Başbakanlık Müsteşarı Thorsten Frei’nin “Zamanımız kalmadı” açıklaması ise bu sürecin hızlandırılmak istendiğini ortaya koymaktadır. Almanya Silahlı Kuvvetler Birliği Başkanı André Wüstner’in önerisi ise çok açık: “Zorunlu askerliğe hazırlık başlamalı, yasal ve lojistik altyapı oluşturulmalı, sistem uygun zamanda devreye sokulmalıdır.”

Tüm bu hazırlıklar elbette “savunmaya” yönelik değil, ileriye dönük askeri saldırganlığa dayalı bir stratejinin işaretidir.

Aynı dönemde sivil savunma başkanı Ralph Tiesler’in “sığınak” seferberliği çağrısı ve önümüzdeki on yılda 30 milyar Euro’luk bütçe ihtiyacını dillendirmesi, sadece ordunun değil toplumun da savaşa hazırlandığını göstermektedir.

Militarizmin sosyal maliyeti, gençliğe dayatılan zorunlu “hizmet”

Forsa araştırma enstitüsünün verilerine göre Almanya’da halkın %59’u zorunlu askerliğe destek verirken, 30 yaş altı gençlerin %61’i buna karşı çıkıyor.

Bu veri, Alman emperyalizminin militarist yöneliminin toplumun yaşlı ve mülk sahibi kesimlerince onaylandığını; ancak savaşın fiili yükünü taşıyacak olan gençlik tarafından reddedildiğini gösteriyor. Pandemi sürecinde devletin yalnız bıraktığı, eğitim hakkı gasp edilen, sosyal güvenceleri tırpanlanan gençlik şimdi de orduya ve savaşa sürülmek isteniyor.

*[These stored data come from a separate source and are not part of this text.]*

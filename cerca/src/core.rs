use std::sync::Arc;
use std::time::Duration;

use cerca_core::{
    BreakerConfig, CacheConfig, CacheStore, CercaError, CircuitBreaker, ExchangeCandidates,
    MemoryCache, ResolverConfig, RetryConfig, SourceConnector, SourceError,
};

/// A connector paired with the breaker guarding it. The breaker is shared by
/// every engine that talks to this source.
pub(crate) struct GuardedSource {
    pub(crate) connector: Arc<dyn SourceConnector>,
    pub(crate) breaker: CircuitBreaker,
}

/// Orchestrator for ISIN resolution, quotes, and batch fan-out.
///
/// Cache and breakers are owned here and injected into the engines; there is
/// no process-wide state, so two `Cerca` instances are fully isolated (which
/// is also what makes the engine tests repeatable).
pub struct Cerca {
    pub(crate) primary: GuardedSource,
    pub(crate) secondary: Option<GuardedSource>,
    pub(crate) cache: Arc<dyn CacheStore>,
    pub(crate) cfg: ResolverConfig,
}

/// Builder for constructing a `Cerca` orchestrator with custom configuration.
pub struct CercaBuilder {
    primary: Option<Arc<dyn SourceConnector>>,
    secondary: Option<Arc<dyn SourceConnector>>,
    cache: Option<Arc<dyn CacheStore>>,
    cfg: ResolverConfig,
}

impl Default for CercaBuilder {
    fn default() -> Self {
        Self::new()
    }
}

impl CercaBuilder {
    /// Create a new builder with default configuration and no sources.
    #[must_use]
    pub fn new() -> Self {
        Self {
            primary: None,
            secondary: None,
            cache: None,
            cfg: ResolverConfig::default(),
        }
    }

    /// Register the primary source. Required; must support both ISIN lookup
    /// and quotes.
    #[must_use]
    pub fn with_primary(mut self, connector: Arc<dyn SourceConnector>) -> Self {
        self.primary = Some(connector);
        self
    }

    /// Register the fallback directory source. Optional; consulted only when
    /// the primary exhausts its exchange candidates or its breaker is open.
    #[must_use]
    pub fn with_secondary(mut self, connector: Arc<dyn SourceConnector>) -> Self {
        self.secondary = Some(connector);
        self
    }

    /// Inject a cache backend. Defaults to the bundled in-memory store sized
    /// by [`CercaBuilder::cache_config`].
    #[must_use]
    pub fn with_cache(mut self, cache: Arc<dyn CacheStore>) -> Self {
        self.cache = Some(cache);
        self
    }

    /// Override the exchange candidate priority list.
    #[must_use]
    pub fn candidates(mut self, candidates: ExchangeCandidates) -> Self {
        self.cfg.candidates = candidates;
        self
    }

    /// Override cache TTLs and capacity.
    #[must_use]
    pub fn cache_config(mut self, cache: CacheConfig) -> Self {
        self.cfg.cache = cache;
        self
    }

    /// Override the per-source breaker tuning.
    #[must_use]
    pub fn breaker_config(mut self, breaker: BreakerConfig) -> Self {
        self.cfg.breaker = breaker;
        self
    }

    /// Override the transient retry policy.
    #[must_use]
    pub fn retry(mut self, retry: RetryConfig) -> Self {
        self.cfg.retry = retry;
        self
    }

    /// Cap concurrent in-flight items during batch fan-out.
    #[must_use]
    pub const fn batch_concurrency(mut self, cap: usize) -> Self {
        self.cfg.batch_concurrency = cap;
        self
    }

    /// Bound each individual upstream call.
    #[must_use]
    pub const fn provider_timeout(mut self, timeout: Duration) -> Self {
        self.cfg.provider_timeout = timeout;
        self
    }

    /// Bound a whole batch request. Items cut off by the deadline report a
    /// per-item transient error instead of failing the batch.
    #[must_use]
    pub const fn request_timeout(mut self, timeout: Duration) -> Self {
        self.cfg.request_timeout = Some(timeout);
        self
    }

    /// Build the `Cerca` orchestrator.
    ///
    /// # Errors
    /// Returns an error when no primary source is registered, when the
    /// primary lacks ISIN-lookup or quote capability, or when a secondary is
    /// registered without ISIN-lookup capability.
    pub fn build(self) -> Result<Cerca, CercaError> {
        let primary = self.primary.ok_or_else(|| {
            CercaError::internal("no primary source registered; add one via with_primary(...)")
        })?;
        if primary.as_isin_lookup().is_none() {
            return Err(CercaError::internal(format!(
                "primary source {} does not support ISIN lookup",
                primary.name()
            )));
        }
        if primary.as_quote_lookup().is_none() {
            return Err(CercaError::internal(format!(
                "primary source {} does not support quotes",
                primary.name()
            )));
        }
        if let Some(secondary) = &self.secondary
            && secondary.as_isin_lookup().is_none()
        {
            return Err(CercaError::internal(format!(
                "secondary source {} does not support ISIN lookup",
                secondary.name()
            )));
        }

        let cache = self
            .cache
            .unwrap_or_else(|| Arc::new(MemoryCache::new(&self.cfg.cache)));

        let guard = |connector: Arc<dyn SourceConnector>| {
            let breaker = CircuitBreaker::new(connector.name(), self.cfg.breaker.clone());
            GuardedSource { connector, breaker }
        };

        Ok(Cerca {
            primary: guard(primary),
            secondary: self.secondary.map(guard),
            cache,
            cfg: self.cfg,
        })
    }
}

impl Cerca {
    /// Start building a new `Cerca` instance.
    #[must_use]
    pub fn builder() -> CercaBuilder {
        CercaBuilder::new()
    }

    /// Run one upstream call with the per-call timeout and the bounded
    /// transient retry policy. Timeouts count as transient failures.
    /// Retries never touch the breaker: that budget is reserved for
    /// access-denied outcomes.
    pub(crate) async fn call_with_retry<T, F, Fut>(
        &self,
        source_name: &str,
        call: F,
    ) -> Result<T, SourceError>
    where
        F: Fn() -> Fut,
        Fut: Future<Output = Result<T, SourceError>>,
    {
        let mut attempt = 0u32;
        loop {
            let res = match tokio::time::timeout(self.cfg.provider_timeout, call()).await {
                Ok(res) => res,
                Err(_) => Err(SourceError::transient(source_name, "call timed out")),
            };
            match res {
                Err(SourceError::Transient { source, msg })
                    if attempt < self.cfg.retry.max_transient_retries =>
                {
                    attempt += 1;
                    tracing::debug!(
                        source = %source,
                        attempt,
                        msg = %msg,
                        "retrying transient source failure"
                    );
                    tokio::time::sleep(self.cfg.retry.backoff).await;
                }
                other => return other,
            }
        }
    }
}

Bu, yalnızca bireysel haklara değil, aynı zamanda sınıfsal bir sömürü ilişkisine de dayanıyor. Sol Parti (Die Linke) Milletvekili Desiree Becker’in ifadeleri bu çelişkinin politik dile tercümesidir: “Hükümet silahlanıyor, bedeli gençlere ödetiliyor.” Becker’in, “gönüllü hizmetin aslında zorunlu hizmete giden yol olduğu” yönündeki uyarısı, devletin “aşamalı militarizasyon” stratejisini teşhir ediyor.

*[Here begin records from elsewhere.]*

use std::time::Duration;

use cerca::{BreakerConfig, CercaError, SourceError};
use cerca_mock::{MockBehavior, MockSource, quote_fixture, record};

use crate::helpers::{AAPL_ISIN, MSFT_ISIN, fast_builder, us_only};

fn tight_breaker(threshold: u32, cooldown: Duration) -> BreakerConfig {
    BreakerConfig {
        failure_threshold: threshold,
        cooldown,
    }
}

#[tokio::test]
async fn breaker_opens_at_threshold_and_stops_all_traffic() {
    crate::helpers::init_tracing();
    let (primary, ctl) = MockSource::new("primary");
    ctl.set_lookup_default(MockBehavior::Fail(SourceError::blocked("primary")))
        .await;

    let cerca = fast_builder()
        .with_primary(primary)
        .candidates(us_only())
        .breaker_config(tight_breaker(2, Duration::from_secs(60)))
        .build()
        .unwrap();

    let _ = cerca.search(AAPL_ISIN).await.unwrap_err();
    let _ = cerca.search(MSFT_ISIN).await.unwrap_err();
    assert_eq!(ctl.lookup_calls().await, 2);

    // Open: rejections are immediate, with a cooldown hint, and no call
    // reaches the adapter.
    for _ in 0..5 {
        match cerca.search(AAPL_ISIN).await.unwrap_err() {
            CercaError::SourceUnavailable {
                source,
                reset_in_ms,
            } => {
                assert_eq!(source, "primary");
                assert!(reset_in_ms > 0);
            }
            other => panic!("unexpected error: {other}"),
        }
    }
    assert_eq!(ctl.lookup_calls().await, 2, "open breaker must reject before the adapter");
}

#[tokio::test]
async fn cooldown_admits_one_probe_which_can_close_the_breaker() {
    let (primary, ctl) = MockSource::new("primary");
    ctl.set_lookup_default(MockBehavior::Fail(SourceError::blocked("primary")))
        .await;

    let cerca = fast_builder()
        .with_primary(primary)
        .candidates(us_only())
        .breaker_config(tight_breaker(1, Duration::from_millis(40)))
        .build()
        .unwrap();

    let _ = cerca.search(AAPL_ISIN).await.unwrap_err();
    assert_eq!(ctl.lookup_calls().await, 1);
    let _ = cerca.search(AAPL_ISIN).await.unwrap_err();
    assert_eq!(ctl.lookup_calls().await, 1, "no probe before the cooldown elapses");

    tokio::time::sleep(Duration::from_millis(60)).await;

    // The upstream has forgotten us; the single admitted probe succeeds and
    // the breaker closes again.
    ctl.set_lookup_default(MockBehavior::Return(record(MSFT_ISIN, "MSFT")))
        .await;
    let resolved = cerca.search(MSFT_ISIN).await.unwrap();
    assert_eq!(resolved.symbol, "MSFT");
    assert_eq!(ctl.lookup_calls().await, 2);

    let resolved = cerca.search(AAPL_ISIN).await.unwrap();
    assert_eq!(resolved.symbol, "MSFT");
    assert_eq!(ctl.lookup_calls().await, 3, "closed breaker admits traffic again");
}

#[tokio::test]
async fn transient_failures_never_move_the_breaker() {
    let (primary, ctl) = MockSource::new("primary");
    ctl.set_lookup_default(MockBehavior::Fail(SourceError::transient(
        "primary",
        "connection reset by peer",
    )))
    .await;

    let cerca = fast_builder()
        .with_primary(primary)
        .candidates(us_only())
        .breaker_config(tight_breaker(1, Duration::from_secs(60)))
        .build()
        .unwrap();

    for _ in 0..4 {
        let err = cerca.search(AAPL_ISIN).await.unwrap_err();
        assert!(matches!(err, CercaError::Transient { .. }));
    }
    // Threshold is 1, yet the source is still being attempted: the failures
    // above did not count against the IP-protection budget.
    assert_eq!(ctl.lookup_calls().await, 4);

    ctl.set_lookup_default(MockBehavior::Return(record(AAPL_ISIN, "AAPL")))
        .await;
    assert_eq!(cerca.search(AAPL_ISIN).await.unwrap().symbol, "AAPL");
}

#[tokio::test]
async fn transient_retry_budget_is_bounded() {
    let (primary, ctl) = MockSource::new("primary");
    ctl.set_lookup_default(MockBehavior::Fail(SourceError::transient(
        "primary",
        "upstream timeout",
    )))
    .await;

    let cerca = fast_builder()
        .with_primary(primary)
        .candidates(us_only())
        .retry(cerca::RetryConfig {
            max_transient_retries: 2,
            backoff: Duration::from_millis(1),
        })
        .build()
        .unwrap();

    let err = cerca.search(AAPL_ISIN).await.unwrap_err();
    assert!(matches!(err, CercaError::Transient { .. }));
    assert_eq!(ctl.lookup_calls().await, 3, "one attempt plus two retries");
}

#[tokio::test]
async fn quote_and_resolution_share_the_primary_breaker() {
    let (primary, ctl) = MockSource::new("primary");
    ctl.set_quote("AAPL", MockBehavior::Fail(SourceError::blocked("primary")))
        .await;

    let cerca = fast_builder()
        .with_primary(primary)
        .candidates(us_only())
        .breaker_config(tight_breaker(1, Duration::from_secs(60)))
        .build()
        .unwrap();

    // A blocked quote trips the shared breaker...
    let err = cerca.quote("AAPL").await.unwrap_err();
    assert!(matches!(err, CercaError::SourceUnavailable { .. }));

    // ...and resolution is locked out without reaching the adapter.
    let err = cerca.search(AAPL_ISIN).await.unwrap_err();
    assert!(matches!(err, CercaError::SourceUnavailable { .. }));
    assert_eq!(ctl.lookup_calls().await, 0);
}

#[tokio::test]
async fn hung_upstream_times_out_as_transient() {
    let (primary, ctl) = MockSource::new("primary");
    ctl.set_quote("AAPL", MockBehavior::Hang).await;
    ctl.set_quote("MSFT", MockBehavior::Return(quote_fixture("MSFT", "420.00")))
        .await;

    let cerca = fast_builder()
        .with_primary(primary)
        .candidates(us_only())
        .provider_timeout(Duration::from_millis(50))
        .build()
        .unwrap();

    let err = cerca.quote("AAPL").await.unwrap_err();
    assert!(matches!(err, CercaError::Transient { .. }));

    // The stall neither tripped the breaker nor wedged the engine.
    assert_eq!(cerca.quote("MSFT").await.unwrap().symbol, "MSFT");
    assert_eq!(ctl.quote_calls("MSFT").await, 1);
}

Emperyalist rekabetin dinamikleri ve Almanya’nın askeri “rönesansı”

Almanya’nın bu militarist yönelimi, salt “ulusal güvenlik” bağlamında değerlendirilemez. Bu eğilim, çok kutuplu dünya düzeninde artan emperyalist rekabetin de ürünüdür.

NATO içinde belirleyici konuma yükselme arayışı, Almanya’nın enerji ve hammadde kaynakları üzerindeki nüfuz mücadelesi, silah sanayisinin büyümesi, AB’nin askeri güce kavuşması, zorunlu askerlik gibi adımların arkasındaki stratejik hedefleri oluşturuyor. Almanya yalnızca “savunma” değil, müdahale kapasitesini artırmakta; bu yolla başta Doğu Avrupa, Baltık bölgesi ve Afrika’daki emperyalist çıkarlarını pekiştirmek istemektedir.

Bu gelişmeler Alman silah tekellerinin de çıkarınadır. Rheinmetall, Krauss-Maffei Wegmann gibi silah devleri, devlet bütçesinden on milyarlarca Euro aktarımıyla büyümekte, savaş ekonomisinin merkezi aktörleri haline gelmektedir. Kapitalist devletin militarist yönelimi, sermayenin yeniden değerlenmesiyle el ele yürümektedir.

Almanya’da zorunlu askerlik tartışması, yalnızca bir “savunma” stratejisi değil, yeni bir emperyalist saldırı dalgasının ön hazırlığıdır. Bu hazırlık yalnızca orduyu değil, toplumu da topyekün bir seferberliğe çağırmaktadır. Gençliğe ve emekçi sınıflara dayatılan bu militarist plan, devrimci bir karşı çıkışı zorunlu kılmaktadır. Militarizme karşı mücadele, emperyalizme karşı mücadeleden ayrı düşünülemez.

Gençlik ve emekçi sınıflar için, emperyalist savaşa karşı barış mücadelesi ve militarizme karşı devrimci duruş, yalnızca bir seçenek değil, tarihsel bir sorumluluktur aynı zamanda.